Seattle Genetics (NASDAQ: SGEN) has been thinking hard about how to manage this transformation over the past year. Almost 14 years after its founding, the company is now just weeks away from what analysts expect will be a slam-dunk FDA approval of its first marketed product—a drug for rare lymphomas. Expectations are sky-high, as Seattle Genetics stock closed last week above $20 a share, making it worth more than $2.3 billion. To maximize this opportunity, Seattle Genetics has spent months vetting, hiring and training a new commercial team of 100 employees, bringing its total staff up to 450 people. Manufacturing, sales, marketing, supply chain logistics, and insurance reimbursement are just a few of the skills the company has had to add.
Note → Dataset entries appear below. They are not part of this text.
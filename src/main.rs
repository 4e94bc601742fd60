//! Advisor entry point: CLI wiring around the analysis pipeline.

use std::path::Path;
use std::process;

use hp_advisor::config::Scenario;
use hp_advisor::io::export::export_csv;
use hp_advisor::pipeline::{AnalysisOutcome, run_analysis};

/// Parsed CLI arguments.
struct CliArgs {
    scenario_path: Option<String>,
    preset: Option<String>,
    seed_override: Option<u64>,
    csv_out: Option<String>,
}

fn print_help() {
    eprintln!("hp-advisor - heat-pump sizing and grid-impact advisor");
    eprintln!();
    eprintln!("Usage: hp-advisor [OPTIONS]");
    eprintln!();
    eprintln!("Options:");
    eprintln!("  --scenario <path>   Load scenario from a TOML file");
    eprintln!("  --preset <name>     Use a built-in preset (apartment_block)");
    eprintln!("  --seed <u64>        Override the synthetic weather seed");
    eprintln!("  --csv-out <path>    Export the combined load series to CSV");
    eprintln!("  --help              Show this help message");
    eprintln!();
    eprintln!("If no --scenario or --preset is given, the apartment_block preset is used.");
}

fn parse_args() -> CliArgs {
    let args: Vec<String> = std::env::args().collect();
    let mut cli = CliArgs {
        scenario_path: None,
        preset: None,
        seed_override: None,
        csv_out: None,
    };

    let mut i = 1;
    while i < args.len() {
        match args[i].as_str() {
            "--help" | "-h" => {
                print_help();
                process::exit(0);
            }
            "--scenario" => {
                i += 1;
                if i >= args.len() {
                    eprintln!("error: --scenario requires a path argument");
                    process::exit(1);
                }
                cli.scenario_path = Some(args[i].clone());
            }
            "--preset" => {
                i += 1;
                if i >= args.len() {
                    eprintln!("error: --preset requires a name argument");
                    process::exit(1);
                }
                cli.preset = Some(args[i].clone());
            }
            "--seed" => {
                i += 1;
                if i >= args.len() {
                    eprintln!("error: --seed requires a u64 argument");
                    process::exit(1);
                }
                if let Ok(s) = args[i].parse::<u64>() {
                    cli.seed_override = Some(s);
                } else {
                    eprintln!("error: --seed value \"{}\" is not a valid u64", args[i]);
                    process::exit(1);
                }
            }
            "--csv-out" => {
                i += 1;
                if i >= args.len() {
                    eprintln!("error: --csv-out requires a path argument");
                    process::exit(1);
                }
                cli.csv_out = Some(args[i].clone());
            }
            other => {
                eprintln!("error: unknown argument \"{other}\"");
                print_help();
                process::exit(1);
            }
        }
        i += 1;
    }

    cli
}

fn main() {
    let cli = parse_args();

    // Load scenario: --scenario takes priority, then --preset, then baseline
    let mut scenario = if let Some(ref path) = cli.scenario_path {
        match Scenario::from_toml_file(Path::new(path)) {
            Ok(s) => s,
            Err(e) => {
                eprintln!("{e}");
                process::exit(1);
            }
        }
    } else if let Some(ref name) = cli.preset {
        match Scenario::from_preset(name) {
            Ok(s) => s,
            Err(e) => {
                eprintln!("{e}");
                process::exit(1);
            }
        }
    } else {
        Scenario::apartment_block()
    };

    // Apply seed override
    if let Some(seed) = cli.seed_override {
        scenario.analysis.seed = seed;
    }

    // Validate and run
    let outcome = match run_analysis(&scenario) {
        Ok(outcome) => outcome,
        Err(errors) => {
            for e in &errors {
                eprintln!("{e}");
            }
            process::exit(1);
        }
    };

    match outcome {
        AnalysisOutcome::Complete(report) => {
            println!("{report}");

            if let Some(ref path) = cli.csv_out {
                if let Err(e) = export_csv(&report.combined_load, Path::new(path)) {
                    eprintln!("error: failed to write CSV: {e}");
                    process::exit(1);
                }
                eprintln!("Combined load series written to {path}");
            }
        }
        AnalysisOutcome::NoSuitableModel {
            heat_demand,
            selection,
        } => {
            println!("{heat_demand}");
            println!();
            println!(
                "No catalog model reaches the required {:.1} kW within a sane cascade size.",
                selection.required_capacity_kw
            );
            if cli.csv_out.is_some() {
                eprintln!("note: no load series to export without a selected model");
            }
        }
    }
}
It’s hard to overstate how important managing this growth is to Seattle Genetics’ future as a company. If they do it right, this new commercialization crew will help the R&D groups realize their early vision of helping patients and blazing a new trail for “smart bomb” antibody drugs for cancer—a type of drug that has eluded scientists for three decades. But if the new commercial folks botch the product rollout, or engage in unseemly marketing practices to hit their numbers, then Seattle Genetics is asking for trouble. As Josh Boger, the founder and CEO of Vertex Pharmaceuticals said in a speech last week at the Biotechnology Industry Organization’s convention, “it will tear your company apart if commercial has its own set of values. Commercial plans have to be consistent with company values.”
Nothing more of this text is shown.